**Your goal**
The reply to the records below should contain exactly the lines from the line with "equal when both" through the line with "use super::*;", and nothing besides.

**Input data**
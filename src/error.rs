use crate::account::AccountType;
use crate::profile::Profile;
use thiserror::Error;

/// Recoverable outcomes surfaced by the teller boundary. The ledger itself
/// reports plain booleans; the facade maps them onto this taxonomy.
#[derive(Debug, Error, PartialEq)]
pub enum TellerError {
    #[error("{0} {1} is not in the database")]
    NotFound(Profile, AccountType),

    #[error("{0} same account type is already open")]
    DuplicateOpen(Profile),

    #[error("account is already closed")]
    AlreadyClosed,

    #[error("insufficient funds")]
    InsufficientFunds,

    #[error("amount cannot be zero or negative")]
    InvalidAmount,

    #[error("date of birth invalid")]
    InvalidDate,

    #[error("minimum of $2500 required to open a money market account")]
    MinimumDeposit,

    #[error("malformed request: {0}")]
    MalformedRequest(String),
}
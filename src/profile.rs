use crate::date::Date;
use std::fmt;

/// The identity of an account holder. Two profiles are equal when both
/// names match exactly (case-sensitive) and the birth dates are equal;
/// callers normalize capitalization before construction.
#[derive(Debug, Clone, PartialEq, Eq)]
pub struct Profile {
    first: String,
    last: String,
    dob: Date,
}

impl Profile {
    pub fn new(first: impl Into<String>, last: impl Into<String>, dob: Date) -> Self {
        Self {
            first: first.into(),
            last: last.into(),
            dob,
        }
    }

    pub fn first(&self) -> &str {
        &self.first
    }

    pub fn last(&self) -> &str {
        &self.last
    }

    pub fn dob(&self) -> Date {
        self.dob
    }
}

impl fmt::Display for Profile {
    fn fmt(&self, f: &mut fmt::Formatter<'_>) -> fmt::Result {
        write!(f, "{} {} {}", self.first, self.last, self.dob)
    }
}

#[cfg(test)]
mod tests {
    use super::*;

    #[test]
    fn test_equality_is_case_sensitive() {
        let dob = Date::new(1, 1, 1990);
        let a = Profile::new("John", "Doe", dob);
        let b = Profile::new("John", "Doe", dob);
        let c = Profile::new("john", "Doe", dob);
        assert_eq!(a, b);
        assert_ne!(a, c);
    }

    #[test]
    fn test_equality_requires_same_dob() {
        let a = Profile::new("John", "Doe", Date::new(1, 1, 1990));
        let b = Profile::new("John", "Doe", Date::new(1, 2, 1990));
        assert_ne!(a, b);
    }

    #[test]
    fn test_display() {
        let profile = Profile::new("April", "March", Date::new(1, 15, 1990));
        assert_eq!(profile.to_string(), "April March 1/15/1990");
    }
}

**Task solution**
/// The identity of an account holder. Two profiles are equal when both
/// names match exactly (case-sensitive) and the birth dates are equal;
/// callers normalize capitalization before construction.
#[derive(Debug, Clone, PartialEq, Eq)]
pub struct Profile {
    first: String,
    last: String,
    dob: Date,
}

impl Profile {
    pub fn new(first: impl Into<String>, last: impl Into<String>, dob: Date) -> Self {
        Self {
            first: first.into(),
            last: last.into(),
            dob,
        }
    }

    pub fn first(&self) -> &str {
        &self.first
    }

    pub fn last(&self) -> &str {
        &self.last
    }

    pub fn dob(&self) -> Date {
        self.dob
    }
}

impl fmt::Display for Profile {
    fn fmt(&self, f: &mut fmt::Formatter<'_>) -> fmt::Result {
        write!(f, "{} {} {}", self.first, self.last, self.dob)
    }
}

#[cfg(test)]
mod tests {
    use super::*;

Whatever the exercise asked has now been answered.